Tak hanya nenek yang sekarat. Pulau suku Motunui pun sedang ‘sekarat’. Kelapa tak lagi berbuah baik. Ikan-ikan juga tak ada lagi. Dan semuanya kini tergantung pada usaha si kecil Moana untuk memulihkan kembali Te Fiti, sang Dewi Pulau.

Apa boleh buat. Maui, si manusia setengah dewa, harus dicari apapun risikonya. Sebab jantung mesti dikembalikan. Itu semua butuh kekuatan, keteguhan hati, dan keberanian.

Tapi kekuatan nyata itu lahir dari kesadaran diri. Pada kasus Moana, dia sadar bahwa dirinya adalah Moana, manusia yang terpilih untuk menjemput Maui, dan sejatinya di darahnya mengalir darah suku penjelajah lautan, bukan suku penakut.

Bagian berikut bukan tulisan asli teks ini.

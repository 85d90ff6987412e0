//! # eda-report
//!
//! Turns a CSV file into an analysis report: a textual profile of the
//! dataset, a set of charts chosen from the column types, and a PDF or DOCX
//! document combining the two. An optional AI step rewrites the profile
//! into prose and falls back to the raw profile when it fails.
//!
//! ## Quick Start
//!
//! ```no_run
//! use eda_report::ai::PassthroughSummarizer;
//! use eda_report::analyser::load_csv_path;
//! use eda_report::pipeline::{ReportRequest, generate_report};
//!
//! # async fn example() -> eda_report::error::Result<()> {
//! let dataset = load_csv_path("sales.csv".as_ref())?;
//! let report = generate_report(&dataset, &ReportRequest::default(), &PassthroughSummarizer).await?;
//! for warning in &report.warnings {
//!     println!("warning: {warning}");
//! }
//! std::fs::write(report.document.file_name(), &report.document.bytes)?;
//! # Ok(())
//! # }
//! ```
//!
//! ## Core Modules
//!
//! - [`analyser`]: CSV loading, column classification and the dataset profile
//! - [`charts`]: exhibit selection, chart statistics and PNG rendering
//! - [`report`]: page layout and the PDF/DOCX writers
//! - [`ai`]: the summarizer trait, the OpenAI client and the fail-open wrapper
//! - [`pipeline`]: end-to-end generation with warning collection
//! - [`config`]: JSON settings
//! - [`error`]: error types and handling utilities
//! - [`logging`]: tracing subscriber setup
//!
//! ## Column Kinds
//!
//! Every stage branches on [`analyser::ColumnKind`]: integer and float
//! columns are numeric, dates and datetimes are temporal, everything else is
//! categorical. The profile and the chart plan are both pure functions of
//! the dataset; only rendering touches the filesystem.

#![warn(clippy::all, rust_2018_idioms)]

pub mod ai;
pub mod analyser;
pub mod charts;
pub mod config;
pub mod error;
pub mod logging;
pub mod pipeline;
pub mod report;
//! Structured text description of a dataset.
//!
//! [`profile_dataset`] is a pure function of the dataset: it produces a
//! [`ProfileReport`] made of named sections in a fixed order. Optional
//! sections are only appended when their trigger holds, never emitted empty:
//!
//! | Section           | Present when                                         |
//! |-------------------|------------------------------------------------------|
//! | `Overview`        | always                                               |
//! | `ColumnTypes`     | always                                               |
//! | `Statistics`      | always                                               |
//! | `DateRanges`      | a datetime column with at least one value            |
//! | `TopValues`       | a numeric column with at least one value             |
//! | `NegativeValues`  | some numeric column has a value below zero           |
//! | `Cardinality`     | at least one categorical column                      |
//!
//! A column whose statistics cannot be computed is left out of the affected
//! section only; the report itself is always produced.

use super::dataset::Dataset;
use super::profiling;
use super::types::{ColumnClassification, ColumnDescription, ColumnKind, ColumnStats};
use serde::{Deserialize, Serialize};

pub const TYPES_HEADER: &str = "Columns and data types:";
pub const STATISTICS_HEADER: &str = "Summary Statistics:";
pub const DATE_RANGES_HEADER: &str = "Date Ranges:";
pub const TOP_VALUES_HEADER: &str = "Top 5 highest values per numeric column:";
pub const NEGATIVE_VALUES_HEADER: &str = "Columns with negative values:";
pub const CARDINALITY_HEADER: &str = "Unique value counts for categorical columns:";

const TOP_VALUE_COUNT: usize = 5;
const MAX_CELL_WIDTH: usize = 30;

#[derive(Clone, Copy, Debug, PartialEq, Eq, Hash, Deserialize, Serialize)]
pub enum SectionKind {
    Overview,
    ColumnTypes,
    Statistics,
    DateRanges,
    TopValues,
    NegativeValues,
    Cardinality,
}

#[derive(Clone, Debug, PartialEq, Eq, Deserialize, Serialize)]
pub struct ProfileSection {
    pub kind: SectionKind,
    pub header: Option<String>,
    pub lines: Vec<String>,
}

impl ProfileSection {
    pub fn render(&self) -> String {
        let mut out = Vec::with_capacity(self.lines.len() + 1);
        if let Some(header) = &self.header {
            out.push(header.as_str());
        }
        out.extend(self.lines.iter().map(String::as_str));
        out.join("\n")
    }
}

/// Ordered, immutable result of profiling a dataset.
#[derive(Clone, Debug, PartialEq, Eq, Deserialize, Serialize)]
pub struct ProfileReport {
    sections: Vec<ProfileSection>,
}

impl ProfileReport {
    pub fn sections(&self) -> &[ProfileSection] {
        &self.sections
    }

    pub fn section(&self, kind: SectionKind) -> Option<&ProfileSection> {
        self.sections.iter().find(|s| s.kind == kind)
    }

    pub fn has_section(&self, kind: SectionKind) -> bool {
        self.section(kind).is_some()
    }

    /// Sections separated by a blank line.
    pub fn to_text(&self) -> String {
        self.sections
            .iter()
            .map(ProfileSection::render)
            .collect::<Vec<_>>()
            .join("\n\n")
    }
}

impl std::fmt::Display for ProfileReport {
    fn fmt(&self, f: &mut std::fmt::Formatter<'_>) -> std::fmt::Result {
        f.write_str(&self.to_text())
    }
}

/// Appends sections in call order. Sections with a header but no lines are
/// dropped by [`ProfileBuilder::optional`], which is how conditional blocks
/// disappear instead of rendering as a lonely header.
#[derive(Debug, Default)]
pub struct ProfileBuilder {
    sections: Vec<ProfileSection>,
}

impl ProfileBuilder {
    pub fn new() -> Self {
        Self::default()
    }

    pub fn section(
        mut self,
        kind: SectionKind,
        header: Option<&str>,
        lines: Vec<String>,
    ) -> Self {
        self.sections.push(ProfileSection {
            kind,
            header: header.map(str::to_owned),
            lines,
        });
        self
    }

    pub fn optional(self, kind: SectionKind, header: &str, lines: Vec<String>) -> Self {
        if lines.is_empty() {
            self
        } else {
            self.section(kind, Some(header), lines)
        }
    }

    pub fn build(self) -> ProfileReport {
        ProfileReport {
            sections: self.sections,
        }
    }
}

/// Profiles the dataset. Deterministic for a given dataset snapshot.
pub fn profile_dataset(dataset: &Dataset) -> ProfileReport {
    let classification = dataset.classify();
    profile_with(dataset, &classification)
}

pub fn profile_with(dataset: &Dataset, classification: &ColumnClassification) -> ProfileReport {
    let overview = format!(
        "The dataset contains {} rows and {} columns.",
        dataset.height(),
        dataset.width()
    );

    let type_lines = classification
        .iter()
        .map(|c| format!("- {}: {} ({})", c.name, c.kind, c.dtype))
        .collect();

    let descriptions = describe_columns(dataset, classification);

    let mut builder = ProfileBuilder::new()
        .section(SectionKind::Overview, None, vec![overview])
        .section(SectionKind::ColumnTypes, Some(TYPES_HEADER), type_lines)
        .section(
            SectionKind::Statistics,
            Some(STATISTICS_HEADER),
            render_statistics_table(&descriptions),
        );

    if classification.count(ColumnKind::Datetime) > 0 {
        builder = builder.optional(
            SectionKind::DateRanges,
            DATE_RANGES_HEADER,
            date_range_lines(dataset, classification),
        );
    }
    if classification.count(ColumnKind::Numeric) > 0 {
        builder = builder
            .optional(
                SectionKind::TopValues,
                TOP_VALUES_HEADER,
                top_value_lines(dataset, classification),
            )
            .optional(
                SectionKind::NegativeValues,
                NEGATIVE_VALUES_HEADER,
                negative_value_lines(dataset, classification),
            );
    }
    if classification.count(ColumnKind::Categorical) > 0 {
        builder = builder.optional(
            SectionKind::Cardinality,
            CARDINALITY_HEADER,
            cardinality_lines(dataset, classification),
        );
    }

    builder.build()
}

/// Statistics for every column; uncomputable columns are omitted.
pub fn describe_columns(
    dataset: &Dataset,
    classification: &ColumnClassification,
) -> Vec<ColumnDescription> {
    classification
        .iter()
        .filter_map(|info| {
            let stats = match info.kind {
                ColumnKind::Numeric => dataset
                    .float_column(&info.name)
                    .map(|ca| ColumnStats::Numeric(profiling::describe_numeric(&ca))),
                ColumnKind::Categorical | ColumnKind::Datetime => dataset
                    .text_values(&info.name)
                    .map(|v| ColumnStats::Frequency(profiling::describe_frequency(&v))),
            };
            match stats {
                Ok(stats) => Some(ColumnDescription {
                    name: info.name.clone(),
                    stats,
                }),
                Err(e) => {
                    tracing::debug!("Skipping statistics for '{}': {e:#}", info.name);
                    None
                }
            }
        })
        .collect()
}

fn date_range_lines(dataset: &Dataset, classification: &ColumnClassification) -> Vec<String> {
    classification
        .of_kind(ColumnKind::Datetime)
        .filter_map(|info| {
            let millis = dataset
                .timestamp_millis(&info.name)
                .inspect_err(|e| tracing::debug!("Skipping date range for '{}': {e:#}", info.name))
                .ok()?;
            let (min, max) = profiling::date_range(&millis)?;
            Some(format!(
                "- {} spans from {} to {}",
                info.name,
                min.format("%Y-%m-%d"),
                max.format("%Y-%m-%d")
            ))
        })
        .collect()
}

fn top_value_lines(dataset: &Dataset, classification: &ColumnClassification) -> Vec<String> {
    classification
        .of_kind(ColumnKind::Numeric)
        .filter_map(|info| {
            let ca = dataset
                .float_column(&info.name)
                .inspect_err(|e| tracing::debug!("Skipping top values for '{}': {e:#}", info.name))
                .ok()?;
            let top = profiling::top_values(&ca, TOP_VALUE_COUNT);
            if top.is_empty() {
                return None;
            }
            let joined = top
                .into_iter()
                .map(profiling::format_number)
                .collect::<Vec<_>>()
                .join(", ");
            Some(format!("- {}: {joined}", info.name))
        })
        .collect()
}

fn negative_value_lines(dataset: &Dataset, classification: &ColumnClassification) -> Vec<String> {
    classification
        .of_kind(ColumnKind::Numeric)
        .filter_map(|info| {
            let ca = dataset.float_column(&info.name).ok()?;
            let negatives = profiling::negative_count(&ca);
            (negatives > 0).then(|| format!("- {}: {negatives} negative values", info.name))
        })
        .collect()
}

fn cardinality_lines(dataset: &Dataset, classification: &ColumnClassification) -> Vec<String> {
    classification
        .of_kind(ColumnKind::Categorical)
        .filter_map(|info| {
            let values = dataset
                .text_values(&info.name)
                .inspect_err(|e| tracing::debug!("Skipping cardinality for '{}': {e:#}", info.name))
                .ok()?;
            Some(format!(
                "- {}: {} unique values",
                info.name,
                profiling::distinct_count(&values)
            ))
        })
        .collect()
}

/// Renders a describe-style table: one column per dataset column, one row
/// per statistic. Cells that do not apply print `NaN`.
pub fn render_statistics_table(descriptions: &[ColumnDescription]) -> Vec<String> {
    if descriptions.is_empty() {
        return vec!["(no statistics available)".to_owned()];
    }

    let has_frequency = descriptions
        .iter()
        .any(|d| matches!(d.stats, ColumnStats::Frequency(_)));
    let has_numeric = descriptions
        .iter()
        .any(|d| matches!(d.stats, ColumnStats::Numeric(_)));

    let mut row_labels = vec!["count"];
    if has_frequency {
        row_labels.extend(["unique", "top", "freq"]);
    }
    if has_numeric {
        row_labels.extend(["mean", "std", "min", "25%", "50%", "75%", "max"]);
    }

    let columns: Vec<(String, Vec<String>)> = descriptions
        .iter()
        .map(|d| {
            let cells = row_labels.iter().map(|label| stat_cell(&d.stats, label)).collect();
            (fit_cell(&d.name), cells)
        })
        .collect();

    let label_width = row_labels.iter().map(|l| l.len()).max().unwrap_or(0);
    let widths: Vec<usize> = columns
        .iter()
        .map(|(name, cells)| {
            cells
                .iter()
                .map(|c| c.chars().count())
                .chain(std::iter::once(name.chars().count()))
                .max()
                .unwrap_or(0)
        })
        .collect();

    let mut lines = Vec::with_capacity(row_labels.len() + 1);

    let mut header = " ".repeat(label_width);
    for ((name, _), width) in columns.iter().zip(widths.iter().copied()) {
        header.push_str(&format!("  {name:>width$}"));
    }
    lines.push(header.trim_end().to_owned());

    for (row, label) in row_labels.iter().enumerate() {
        let mut line = format!("{label:<label_width$}");
        for ((_, cells), width) in columns.iter().zip(widths.iter().copied()) {
            let cell = cells.get(row).map(String::as_str).unwrap_or("NaN");
            line.push_str(&format!("  {cell:>width$}"));
        }
        lines.push(line);
    }

    lines
}

fn stat_cell(stats: &ColumnStats, label: &str) -> String {
    let number = |v: Option<f64>| v.map(profiling::format_number).unwrap_or_else(|| "NaN".to_owned());

    match (stats, label) {
        (ColumnStats::Numeric(s), "count") => s.count.to_string(),
        (ColumnStats::Numeric(s), "mean") => number(s.mean),
        (ColumnStats::Numeric(s), "std") => number(s.std_dev),
        (ColumnStats::Numeric(s), "min") => number(s.min),
        (ColumnStats::Numeric(s), "25%") => number(s.q1),
        (ColumnStats::Numeric(s), "50%") => number(s.median),
        (ColumnStats::Numeric(s), "75%") => number(s.q3),
        (ColumnStats::Numeric(s), "max") => number(s.max),
        (ColumnStats::Frequency(s), "count") => s.count.to_string(),
        (ColumnStats::Frequency(s), "unique") => s.unique.to_string(),
        (ColumnStats::Frequency(s), "top") => s
            .top
            .as_ref()
            .map(|(value, _)| fit_cell(value))
            .unwrap_or_else(|| "NaN".to_owned()),
        (ColumnStats::Frequency(s), "freq") => s
            .top
            .as_ref()
            .map(|(_, freq)| freq.to_string())
            .unwrap_or_else(|| "NaN".to_owned()),
        _ => "NaN".to_owned(),
    }
}

/// Single-line, width-capped rendering of a free-text cell.
fn fit_cell(value: &str) -> String {
    let flat: String = value
        .chars()
        .map(|c| if c.is_control() { ' ' } else { c })
        .collect();
    if flat.chars().count() > MAX_CELL_WIDTH {
        let cut: String = flat.chars().take(MAX_CELL_WIDTH - 3).collect();
        format!("{cut}...")
    } else {
        flat
    }
}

“Aku yang mencintai laut dan rakyatku. Aku sudah pergi jauh dan pengalaman mengajariku, itu yang akan menuntunku. Aku tahu jalanku (karena) aku Moana.”

***

Moana adalah film animasi tipikal Disney, dalam hal karakter tiga dimensi dan jalinan ceritanya. Moana menambah panjang deretan para ‘princess’ dalam dunia dongeng Disney. Meski Moana tegas-tegas mengatakan, dia bukanlah Putri.

Tak banyak kritikan pada film yang disutradarai oleh Ron Clements and John Musker ini. Kritik yang ada kebanyakan seputar sosio-kultural. Sosok Maui dinilai tak seperti mitologinya yang sangat kuat dan super. Penggambaran Maui yang gemuk juga terlalu men-stereotyping orang Polinesia.

Soundtrack-nya: How Far I’ll Go, I Am Moana (Song of the Ancestors), dan We Know the Way, juga tak serenyah Let It Go dari Frozen (juga terbitan Disney). Apalagi kuat pengaruh musik khas Polinesia di dalam soundtrack Moana.

Tapi saya sepakat, film ini bisa menjadi tontonan segar dan inspiratif bagi siapa saja. Terutama bagi anak-anak menjelang akhir tahun, setelah sekian lama terharu biru oleh Anna dan Ratu Salju Elsa dari kisah Frozen.

Beberapa Fakta Film Moana

1. Pengisi suara Moana adalah aktris baru asli Hawaii bernama Auli’i Cravalho, 16 tahun.

2. Moana dan pengisi suaranya, Cravalho, sama-sama berusia 16 tahun saat film ini dirilis. Cravalho mulai mengisi suara Moana saat berusia 14 tahun.

3. Berbeda dengan kebanyakan karakter Disney, Moana bukanlah Putri bangsawan. Tapi seperti kata Maui: “Kalau kamu memakai dress dan punya teman binatang, kamu adalah putri.” Dalam petualangannya, Moana tak sengaja membawa ayam jantannya: Heihei.

4. Cravalho hampir saja gagal mengisi suara Moana karena dia anak baru di sekolah dan gagal mengikuti audisi acapella. Tapi ada direktur casting Disney di audisi itu dan dia menghubungi mama Cravalho. Dia akhirnya datang ke audisi hari terakhir dan mendapatkan peran itu.

5. Cravalho dan Dwayne Johnson benar-benar menyanyi dalam beberapa lagu di film itu.

6. Karakter Disney biasanya punya teman binatang. Kalau Cinderella punya tikus, putri duyung Ariel dengan kepiting Sebastian, Moana punya babi bernama Pua dan ayam jantan Heihei.

7. Sepintas terlihat mirip antara Cravalho dan Moana. Tapi karakter Moana diciptakan jauh sebelum Cravalho dipilih jadi pengisi suaranya.

8. Kalau di film Cravalho yang menyanyikan lagu How Far I’ll Go ciptaan Lin-Manuel Miranda, maka untuk versi rekaman radio, lagu itu dinyanyikan oleh penyanyi asal Kanada, Alessia Cara.